It's simple and can be complicated. Feeding the soil feeds what is feeding you. :cow:


----------



## loghome mom (Oct 10, 2005)

I agree Jay. What book are you referring to from Acres USA? It sounds like something we would be interested in.


----------



## ksfarmer (Apr 28, 2007)

L&Jfarms said:


> I live in eastern Iowa. Do i spot spray the thistles? What could i use to spray the entire pasture, and only have it kill the thistles?


If you are in a location where it is safe and have a lot of thistles over a large pasture, you might check into aerial spraying. This is done a lot in my area of Kansas. A spray plane can do a very good job if you have too much to be practical for spot spraying and can cover areas like ditches and ravines that are difficult to reach on the ground. Not the cheapest way to go (I think a crop duster around here charges about $8 per acre plus the cost of chemicals), but very effective. In Kansas musk thistles are a noxious weed and you are required to control them, if you don't , the county can spray them and bill you for it.

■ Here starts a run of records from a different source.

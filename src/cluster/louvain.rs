//! Louvain modularity optimisation
//!
//! Multi-level greedy optimisation (Blondel et al. 2008): move single nodes
//! to the neighbouring community with the best modularity gain until nothing
//! moves, contract communities into nodes, and repeat on the smaller graph.

use std::collections::{BTreeMap, HashMap};

use super::detection::DenseGraph;
use super::CommunityDetection;

/// Weighted edge list (i, j, w) with i < j
type EdgeList = Vec<(usize, usize, f64)>;

/// Louvain community detection
#[derive(Debug, Clone)]
pub struct Louvain {
    /// Resolution parameter (gamma); higher values give smaller communities
    resolution: f64,
    /// Maximum local-moving sweeps per level
    max_iter: usize,
    /// Maximum levels of aggregation
    max_levels: usize,
}

impl Louvain {
    pub fn new() -> Self {
        Self {
            resolution: 1.0,
            max_iter: 100,
            max_levels: 10,
        }
    }

    /// P = 50 gives standard modularity
    pub fn from_p(p: u8) -> Self {
        Self::new().with_resolution(p as f64 / 50.0)
    }

    pub fn with_resolution(mut self, resolution: f64) -> Self {
        self.resolution = resolution;
        self
    }

    pub fn resolution(&self) -> f64 {
        self.resolution
    }

    /// Community with the highest modularity gain for a node of degree `ki`.
    /// `community_degrees` must already exclude the node; ties keep `current`.
    fn best_community(
        &self,
        current: usize,
        weights: &BTreeMap<usize, f64>,
        community_degrees: &[f64],
        ki: f64,
        m: f64,
    ) -> usize {
        let gain = |target: usize, ki_in: f64| {
            ki_in / m - self.resolution * community_degrees[target] * ki / (2.0 * m * m)
        };

        let mut best = current;
        let mut best_gain = weights
            .get(&current)
            .map_or(0.0, |&ki_in| gain(current, ki_in));
        for (&target, &ki_in) in weights {
            let candidate = gain(target, ki_in);
            if candidate > best_gain {
                best_gain = candidate;
                best = target;
            }
        }
        best
    }

    /// Phase 1: move nodes between communities while modularity improves.
    /// Returns the community of each node and whether anything moved.
    fn local_moving(&self, n: usize, edges: &[(usize, usize, f64)], self_loops: &[f64]) -> (Vec<usize>, bool) {
        let mut adj: Vec<Vec<(usize, f64)>> = vec![Vec::new(); n];
        let mut degrees = vec![0.0; n];
        for &(i, j, w) in edges {
            adj[i].push((j, w));
            adj[j].push((i, w));
            degrees[i] += w;
            degrees[j] += w;
        }
        for (i, &sl) in self_loops.iter().enumerate() {
            degrees[i] += 2.0 * sl;
        }

        let m: f64 = edges.iter().map(|&(_, _, w)| w).sum::<f64>() + self_loops.iter().sum::<f64>();
        let mut communities: Vec<usize> = (0..n).collect();
        if m == 0.0 {
            return (communities, false);
        }

        let mut community_degrees = degrees.clone();
        let mut any_moved = false;

        for _ in 0..self.max_iter {
            let mut moved = false;

            for node in 0..n {
                let current = communities[node];
                let ki = degrees[node];
                community_degrees[current] -= ki;

                // Edge weight from node into each neighbouring community
                let mut weights: BTreeMap<usize, f64> = BTreeMap::new();
                for &(neighbor, w) in &adj[node] {
                    *weights.entry(communities[neighbor]).or_insert(0.0) += w;
                }

                let best = self.best_community(current, &weights, &community_degrees, ki, m);

                community_degrees[best] += ki;
                if best != current {
                    communities[node] = best;
                    moved = true;
                    any_moved = true;
                }
            }

            if !moved {
                break;
            }
        }

        (communities, any_moved)
    }
}

impl Default for Louvain {
    fn default() -> Self {
        Self::new()
    }
}

/// Renumber community labels to 0..count in order of first appearance
fn renumber(communities: &[usize]) -> (Vec<usize>, usize) {
    let mut mapping: HashMap<usize, usize> = HashMap::new();
    let labels = communities
        .iter()
        .map(|&c| {
            let next = mapping.len();
            *mapping.entry(c).or_insert(next)
        })
        .collect();
    (labels, mapping.len())
}

/// Phase 2: contract each community into one node. Internal edges become
/// self-loops on the new node.
fn aggregate(edges: &[(usize, usize, f64)], self_loops: &[f64], labels: &[usize], count: usize) -> (EdgeList, Vec<f64>) {
    let mut new_self_loops = vec![0.0; count];
    for (i, &sl) in self_loops.iter().enumerate() {
        new_self_loops[labels[i]] += sl;
    }

    let mut weights: BTreeMap<(usize, usize), f64> = BTreeMap::new();
    for &(i, j, w) in edges {
        let (ci, cj) = (labels[i], labels[j]);
        if ci == cj {
            new_self_loops[ci] += w;
        } else {
            let key = if ci < cj { (ci, cj) } else { (cj, ci) };
            *weights.entry(key).or_insert(0.0) += w;
        }
    }

    let new_edges = weights.into_iter().map(|((i, j), w)| (i, j, w)).collect();
    (new_edges, new_self_loops)
}

impl CommunityDetection for Louvain {
    fn detect(&self, graph: &DenseGraph) -> Vec<Vec<usize>> {
        let n = graph.len();
        if n == 0 {
            return Vec::new();
        }

        // membership[v] = node of the current level that holds original node v
        let mut membership: Vec<usize> = (0..n).collect();
        let mut edges = graph.edge_list();
        let mut self_loops = vec![0.0; n];
        let mut level_n = n;

        for level in 0..self.max_levels {
            let (communities, moved) = self.local_moving(level_n, &edges, &self_loops);
            if !moved {
                break;
            }

            let (labels, count) = renumber(&communities);
            for m in membership.iter_mut() {
                *m = labels[*m];
            }
            log::debug!("Louvain level {}: {} -> {} nodes", level, level_n, count);

            let (new_edges, new_self_loops) = aggregate(&edges, &self_loops, &labels, count);
            edges = new_edges;
            self_loops = new_self_loops;
            if count == level_n {
                break;
            }
            level_n = count;
        }

        let mut groups = vec![Vec::new(); level_n];
        for (v, &c) in membership.iter().enumerate() {
            groups[c].push(v);
        }
        groups
    }
}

edit; 2-4-D won't hurt any grasses but will affect other broad-leaf weeds .


----------



## whodunit (Mar 29, 2004)

We just let the donkeys eat the thistle heads.... they love them.


----------



## Jay (Feb 5, 2008)

Weeds are an index of the character of the soil. *Herbicides, then, deal with effect not cause*. 
And it is why you have to keep re-applying it.
Get the soil balanced and stop paying for sprays.....I am frugal enough not to keep buying the stuff, it's a waste of my money. 

Here is the Acres weed books:
Acres U.S.A. -- A Voice for Eco-Agriculture


----------



## ksfarmer (Apr 28, 2007)

Jay said:


> Weeds are an index of the character of the soil. *Herbicides, then, deal with effect not cause*.
> And it is why you have to keep re-applying it.
> Get the soil balanced and stop paying for sprays.....I am frugal enough not to keep buying the stuff, it's a waste of my money.
> 
> ...


Jay, with all due respect, sometimes it isn't practical to "balance the soil". I have 600 acres of native flinthills pasture, complete with hills, draws, flint rock and more flint rock outcrops as well as limestone ledges. Some of this ground only sees the occasional cow, snake, or jack rabbit. :cowboy:


----------



## Allen W (Aug 2, 2008)

Adding some Banval aka Dicamba to the 2-4d will help take 6hem down if they'rve already bolted.

ksfarmer 

The dreaded musk thistle. Have they released any of the weavils up there that feed on the plants and heads?


----------



## Gabriel (Dec 2, 2008)

L&Jfarms said:


> My pasture is being overtaken by thistles! We graze 60 head of beef cattle, and *need all the grass we can get*. The thistles are just overtaking the pasture. What can i do to STOP and KILL them?


You can get two birds with one stone by improving your grazing management. Read the _rotational grazing_ sticky at the top of this forum if you haven't already.


----------



## Maria (Apr 24, 2003)

We had a bunch of thistles on our place when we first moved here. I got rid of them by mowing them right as they started to bloom- the theory being that the plants will bleed to death at that time.

I did that for a couple of years in a row and pretty soon there were no thistles and the grass we had planted took over. Since we cut that field for hay a couple of times a year, the thistles now cannot get established again.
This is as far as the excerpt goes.